Dasar liputan media adalah obyektif yang subyektif, seperti diucapkan Jakob Oetama dalam orasi penerimaan gelar doktor honoris causa di Universitas Gadjah Mada, tempo hari. Subyektivitasnya akan terlihat matang atau tidak. Kematangan akan menunjukkan subyektivitas yang mendekati titik obyektivitas. Orang-orang yang berpengalaman di media akan mudah memahami apa yang terjadi.
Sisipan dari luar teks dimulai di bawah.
//! Sploitbus Demo
//!
//! Walks through the engine against a live Modbus/TCP server:
//! - banner capture on the default unit
//! - write-then-verify on one holding register
//! - unit-id reconnaissance over the full 1..=254 range
//! - banner enumeration of every active unit
//! - reverse DNS of the server
//!
//! Usage: cargo run --bin demo [server_address] [register]
//! Example: cargo run --bin demo 127.0.0.1:502 100
//!
//! Set `RUST_LOG=debug` for per-request logs.

use std::time::Duration;

use sploitbus::{
    enumerate::enumerate_active, logging, network_details, recon, BannerConfig, BannerSnapshot,
    ReconConfig, Session, SessionConfig, DEFAULT_TCP_PORT,
};

fn print_banner(banner: &BannerSnapshot) {
    let row = |name: &str, values: Vec<String>| println!("    {:<18} {}", name, values.join(" "));
    println!("  Unit {} @ {}", banner.unit_id, banner.captured_at.format("%H:%M:%S"));
    row(
        "Coils",
        banner.coils.iter().map(|r| r.to_string()).collect(),
    );
    row(
        "Discrete Inputs",
        banner.discrete_inputs.iter().map(|r| r.to_string()).collect(),
    );
    row(
        "Holding Registers",
        banner.holding_registers.iter().map(|r| r.to_string()).collect(),
    );
    row(
        "Input Registers",
        banner.input_registers.iter().map(|r| r.to_string()).collect(),
    );
    println!("    {:<18} {:?}", "Messages", banner.text);
}

#[tokio::main]
async fn main() -> Result<(), Box<dyn std::error::Error>> {
    logging::init("info")?;

    println!("{}", sploitbus::info());
    println!("=============================\n");

    let server_address = std::env::args()
        .nth(1)
        .unwrap_or_else(|| format!("127.0.0.1:{}", DEFAULT_TCP_PORT));
    let register: u16 = match std::env::args().nth(2) {
        Some(arg) => arg.parse()?,
        None => 100,
    };

    let config = SessionConfig::new().with_timeout(Duration::from_secs(3));
    let mut session = match Session::connect(&server_address, config).await {
        Ok(session) => session,
        Err(e) => {
            println!("Connection to {} failed: {}", server_address, e);
            return Ok(());
        }
    };
    println!("Connected to {}\n", server_address);

    // =========================================================================
    // Part 1: Banner
    // =========================================================================
    println!("Part 1: Banner (unit {})", session.unit_id());
    let banner_config = BannerConfig::default();
    let banner = session.grab_banner(&banner_config).await?;
    print_banner(&banner);

    // =========================================================================
    // Part 2: Write-then-verify
    // =========================================================================
    println!("\nPart 2: Write-verify at HR {}", register);
    match session.write_register_verified(register, 0x1234).await {
        Ok(outcome) if outcome.passed => println!("  0x1234 read back as written"),
        Ok(outcome) => println!("  mismatch, read back {:?}", outcome.observed.readings()),
        Err(e) => println!("  write failed: {}", e),
    }

    // =========================================================================
    // Part 3: Reconnaissance
    // =========================================================================
    println!("\nPart 3: Unit-id scan");
    let target = session.transport().address;
    let recon_config = ReconConfig::default().with_probe_timeout(Duration::from_secs(1));
    let probes = recon::scan_all(target, recon_config).await;
    let active = recon::active_units(&probes);
    let unreachable = probes
        .iter()
        .filter(|p| p.status == sploitbus::ProbeStatus::Unreachable)
        .count();
    println!(
        "  {} active, {} unreachable: {:?}",
        active.len(),
        unreachable,
        active.iter().map(|u| u.get()).collect::<Vec<_>>()
    );

    // =========================================================================
    // Part 4: Enumeration
    // =========================================================================
    println!("\nPart 4: Enumeration");
    let stats_before = session.stats();
    let shared = session.into_shared();
    match enumerate_active(&shared, &probes, recon_config, banner_config).await {
        Ok(banners) => banners.iter().for_each(print_banner),
        Err(e) => println!("  skipped: {}", e),
    }

    let mut session = shared.lock().await;
    let stats = session.stats();
    println!("\nStatistics:");
    println!(
        "  Requests: {} (+{} during enumeration), Responses: {}",
        stats.requests_sent,
        stats.requests_sent - stats_before.requests_sent,
        stats.responses_received
    );
    println!(
        "  Errors: {}, Timeouts: {}",
        stats.errors, stats.timeouts
    );
    session.close().await?;
    drop(session);

    // =========================================================================
    // Part 5: Network details
    // =========================================================================
    println!("\nPart 5: Network details");
    match network_details(target.ip(), Duration::from_secs(2)).await {
        Ok(details) => {
            println!("  Hostname: {}", details.hostname);
            println!("  IP Address: {}", details.ip);
            println!("  Aliases: {}", details.aliases.join(", "));
        }
        Err(e) => println!("  {}", e),
    }

    Ok(())
}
Massa atau khalayak media punya hak mengoreksi media. Undang-Undang Pers menyebutnya sebagai hak koreksi. Dalam kaitan itulah, massa aktif media yang jumlahnya sedikit dibanding massa pasif, mengkritisi media. Media watch menggunakan hak tersebut. Setelah 1998, berdiri banyak media watch di Indonesia dengan dana bantuan dari luar negeri. Kini dana tersebut sudah sangat berkurang.

Kembali ke pernyataan Prof Dr Santoso Hamidjoyo tentang komunikasi manipulatif, jurnalisme mensyaratkan salah satu dasarnya adalah faktualitas. Liputan media tidak bisa tidak harus faktual. Wartawan yang tepercaya harus bergeming di sini, tidak menggeserkannya.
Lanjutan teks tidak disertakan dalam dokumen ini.